The present study was designed to evaluate whether vitamin E could be a useful chemopreventive agent to reduce spontaneous lung tumorigenesis in mice. Starting at 6 weeks of age, groups were divided into three groups, i.e. A/J mice fed a control diet (A/J control), A/J mice fed a vitamin E-supplemented diet (A/J vitamin E) and ddY mice fed a control diet (ddY control). At the 28th experimental week, nuclear NADPH-driven active oxygen generation, thiobarbituric acid reactive substances (TBARS) and DNA single strand breaks (DNA-SSB) in A/J mice fed a control diet were significantly higher than those in the ddY control group. A/J mice fed Vitamin E for 28 weeks could decrease the levels of TBARS and DNA-SSB with a significant difference, as compared with those in A/J control mice. The nuclear alpha-tocopherol levels in A/J controls were significantly lower than those in ddY controls, on the contrary, the vitamin feeding to A/J mice increased nuclear alpha-tocopherol levels more than that in the ddY controls.
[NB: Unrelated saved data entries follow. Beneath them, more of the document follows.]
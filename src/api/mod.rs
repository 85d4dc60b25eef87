//! API Module
//!
//! HTTP facade over the wire codec, plus cache diagnostics.
//!
//! # Endpoints
//! - `POST /resp/serialise` - Encode a command to wire bytes
//! - `POST /resp/deserialize` - Decode wire bytes to tokens
//! - `GET /stats` - Get cache statistics
//! - `GET /health` - Health check endpoint

pub mod handlers;
pub mod routes;

pub use handlers::*;
pub use routes::create_router;
//! Request DTOs for the HTTP facade
//!
//! Defines the structure of incoming HTTP request bodies.

use serde::Deserialize;

/// Request body for `POST /resp/serialise`
///
/// # Fields
/// - `command`: The command name, e.g. `SET`
/// - `args`: Positional arguments (may be omitted)
#[derive(Debug, Clone, Deserialize)]
pub struct SerialiseRequest {
    /// The command name
    pub command: String,
    /// Arguments following the command
    #[serde(default)]
    pub args: Vec<String>,
}

impl SerialiseRequest {
    /// Validates the request data
    ///
    /// Returns an error message if validation fails, None if valid.
    pub fn validate(&self) -> Option<String> {
        if self.command.trim().is_empty() {
            return Some("Command cannot be empty".to_string());
        }
        None
    }
}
At the 40th experimental week, lung tumor incidence and tumor multiplicity (percentage of mice with tumors) in A/J controls were reduced and brought close to those in ddY control mice by vitamin E. Then the alpha-tocopherol level in plasma of A/J controls was significantly lower than the level in plasma of ddY controls, and the level in tumor-bearing mice in A/J controls also showed a lower level with significant difference as compared to that in non-tumor-bearing mice of A/J controls. These results suggest that the difference in susceptibility to spontaneous lung tumorigenesis between A/J and ddY mice partly depends on the difference of oxidative stress on the pulmonary nuclei, and vitamin E can act as a useful chemopreventive agent to reduce spontaneous lung tumorigenesis in mice.